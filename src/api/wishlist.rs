use crate::{
    api::{transport::HttpTransport, ApiClient},
    error::api::ApiError,
    model::wishlist::{
        NewSelectedDestinationsDto, NewWishlistDto, SelectedDestinationsDto, WishlistDto,
    },
};

impl<T: HttpTransport> ApiClient<T> {
    /// Retrieve a tourist's wishlist, `None` when they have never added a destination
    pub async fn get_wishlist(&self, tourist_id: i64) -> Result<Option<WishlistDto>, ApiError> {
        self.get_optional(&format!("/wishlist/{}", tourist_id)).await
    }

    pub async fn create_wishlist(&self, wishlist: &NewWishlistDto) -> Result<WishlistDto, ApiError> {
        self.post("/wishlist/add", wishlist).await
    }

    /// Replace the destination ids of a wishlist
    pub async fn update_wishlist(
        &self,
        wishlist_id: i64,
        destinations: &[i64],
    ) -> Result<WishlistDto, ApiError> {
        self.patch(
            &format!("/wishlist/{}/update-destinations", wishlist_id),
            &destinations,
        )
        .await
    }

    /// Add a destination to a tourist's wishlist, creating the wishlist on first use
    ///
    /// # Returns
    /// - `Ok(true)` - The destination was added
    /// - `Ok(false)` - The destination was already on the wishlist, nothing was sent
    pub async fn add_to_wishlist(&self, tourist_id: i64, destination_id: i64) -> Result<bool, ApiError> {
        match self.get_wishlist(tourist_id).await? {
            Some(wishlist) if wishlist.destinations.contains(&destination_id) => Ok(false),
            Some(wishlist) => {
                let mut destinations = wishlist.destinations;
                destinations.push(destination_id);

                self.update_wishlist(wishlist.id, &destinations).await?;

                Ok(true)
            }
            None => {
                self.create_wishlist(&NewWishlistDto {
                    tourist_id,
                    destinations: vec![destination_id],
                })
                .await?;

                Ok(true)
            }
        }
    }

    /// Remove a destination from a tourist's wishlist, a missing wishlist is left as is
    pub async fn remove_from_wishlist(
        &self,
        tourist_id: i64,
        destination_id: i64,
    ) -> Result<(), ApiError> {
        if let Some(wishlist) = self.get_wishlist(tourist_id).await? {
            let destinations: Vec<i64> = wishlist
                .destinations
                .into_iter()
                .filter(|id| *id != destination_id)
                .collect();

            self.update_wishlist(wishlist.id, &destinations).await?;
        }

        Ok(())
    }

    pub async fn get_selected_destinations(
        &self,
        tourist_id: i64,
    ) -> Result<Option<SelectedDestinationsDto>, ApiError> {
        self.get_optional(&format!("/selected-destinations/{}", tourist_id))
            .await
    }

    pub async fn create_selected_destinations(
        &self,
        selection: &NewSelectedDestinationsDto,
    ) -> Result<SelectedDestinationsDto, ApiError> {
        self.post("/selected-destinations/add", selection).await
    }

    /// Replace the destination ids of a selection set
    pub async fn update_selected_destinations(
        &self,
        selection_id: i64,
        destinations: &[i64],
    ) -> Result<SelectedDestinationsDto, ApiError> {
        self.patch(
            &format!(
                "/selected-destinations/{}/updated-selected-destinations",
                selection_id
            ),
            &destinations,
        )
        .await
    }

    /// Store the full list of selected destination ids for a tourist.
    ///
    /// The remote set is looked up first: it is replaced when it exists and created
    /// otherwise. An empty list never creates a new set.
    pub async fn save_selected_destinations(
        &self,
        tourist_id: i64,
        destinations: &[i64],
    ) -> Result<(), ApiError> {
        match self.get_selected_destinations(tourist_id).await? {
            Some(selection) => {
                self.update_selected_destinations(selection.id, destinations)
                    .await?;
            }
            None if destinations.is_empty() => (),
            None => {
                self.create_selected_destinations(&NewSelectedDestinationsDto {
                    tourist_id,
                    selected_destinations: destinations.to_vec(),
                })
                .await?;
            }
        }

        Ok(())
    }
}
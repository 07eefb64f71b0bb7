use thiserror::Error;

#[derive(Error, Debug)]
pub enum TestError {
    #[error(transparent)]
    Json(#[from] serde_json::Error),
    #[error("fixture {0} has no id")]
    MissingId(String),
}
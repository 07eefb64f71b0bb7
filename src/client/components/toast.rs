use dioxus::prelude::*;

use crate::{
    client::store::notice::{toast_timeout, use_notices},
    model::notice::{Notice, NoticeLevel},
};

/// Stack of transient notices in the corner of the screen
#[component]
pub fn Toasts() -> Element {
    let notices = use_notices();

    rsx!(
        div { class: "toast-stack",
            for (id, notice) in notices.read().items.iter().cloned() {
                Toast { key: "{id}", id, notice }
            }
        }
    )
}

#[component]
fn Toast(id: u64, notice: Notice) -> Element {
    let mut notices = use_notices();

    // Dismiss on its own once the display time is over
    use_hook(move || {
        spawn(async move {
            toast_timeout().await;
            notices.write().dismiss(id);
        })
    });

    let level = match notice.level {
        NoticeLevel::Info => "toast-info",
        NoticeLevel::Success => "toast-success",
        NoticeLevel::Error => "toast-error",
    };

    rsx!(
        div {
            class: "toast {level}",
            onclick: move |_| notices.write().dismiss(id),
            "{notice.message}"
        }
    )
}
==========
Only lines holding the word "first" belong in the answer; copy all of them from the records.

    /// Add a destination to a tourist's wishlist, creating the wishlist on first use
    /// The remote set is looked up first: it is replaced when it exists and created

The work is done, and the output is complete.